Tasks Module Guide
The Tasks module is where your team plans, assigns, and tracks work—so nothing gets lost in email, spreadsheets, or someone’s memory. Tasks support subtasks, attachments, comments/@mentions, activity tracking, and recurring schedules.What a Task is (plain English)
Where you can access Tasks
Step-by-step
Create tasks as soon as work exists—so deadlines and ownership don’t live in email threads or spreadsheets.
- Go to Tasks.
- Click + Task (top-right).
- Add the basics: Title, Assignee, Due date.
- Optional: add Subtasks, Attachments, and Notes/description.
- Click Create/Save.
The task appears in your task list/board/calendar depending on your selected view.
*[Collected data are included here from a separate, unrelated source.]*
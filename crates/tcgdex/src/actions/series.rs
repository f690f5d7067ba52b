//! Serie operations.

use crate::client::TcgdexClient;
use crate::error::Result;
use crate::query::SerieQueryOptions;
use crate::types::{Serie, SerieBrief};

/// Provides access to serie operations.
///
/// Obtained via [`TcgdexClient::series()`].
#[derive(Debug)]
pub struct SerieActions<'a> {
    pub(crate) client: &'a TcgdexClient,
}

impl SerieActions<'_> {
    /// Fetch a serie with the briefs of its sets (`/series/{id}`).
    pub async fn get(&self, serie_id: &str) -> Result<Serie> {
        self.client
            .invoke("get serie", &["series", serie_id])
            .await
    }

    /// Search series (`/series?...`).
    pub async fn search(&self, options: &SerieQueryOptions) -> Result<Vec<SerieBrief>> {
        self.client
            .invoke_with_query("search series", &["series"], options)
            .await
    }
}
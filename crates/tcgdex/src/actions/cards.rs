//! Card operations.
//!
//! # Example
//!
//! ```no_run
//! use tcgdex::{CardQueryOptions, TcgdexClient};
//!
//! # async fn example() -> tcgdex::Result<()> {
//! let client = TcgdexClient::new()?;
//!
//! let card = client.cards().get("swsh3-136").await?;
//! assert_eq!(card.category, "Pokemon");
//!
//! // Second page of Pikachu cards, two per page
//! let options = CardQueryOptions::new().name("pikachu").page(2).items_per_page(2);
//! let briefs = client.cards().search(&options).await?;
//! # Ok(())
//! # }
//! ```

use crate::client::TcgdexClient;
use crate::error::Result;
use crate::query::CardQueryOptions;
use crate::types::{Card, CardBrief};

/// Provides access to card operations.
///
/// Obtained via [`TcgdexClient::cards()`].
#[derive(Debug)]
pub struct CardActions<'a> {
    pub(crate) client: &'a TcgdexClient,
}

impl CardActions<'_> {
    /// Fetch a single card by its global identifier (`/cards/{id}`).
    pub async fn get(&self, card_id: &str) -> Result<Card> {
        self.client
            .invoke("fetch single card", &["cards", card_id])
            .await
    }

    /// Search cards (`/cards?...`).
    ///
    /// No match is not an error; it yields an empty list.
    pub async fn search(&self, options: &CardQueryOptions) -> Result<Vec<CardBrief>> {
        self.client
            .invoke_with_query("search cards", &["cards"], options)
            .await
    }
}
You can edit it anytime, add subtasks, or convert it into a template later.
Use attachments anytime someone needs a PDF, working paper, spreadsheet, or screenshot to complete the work.
- Open the task (create or edit).
- Find Attachments.
- Upload/select the file(s).
- Save the task.
Use Activity when something is overdue or unclear—especially around ownership, dates, or recurring rules.
- Open the task.
- Open the Activity timeline.
- Review events like: created, status changes, due date changes, reassignment, recurring updates, attachments added.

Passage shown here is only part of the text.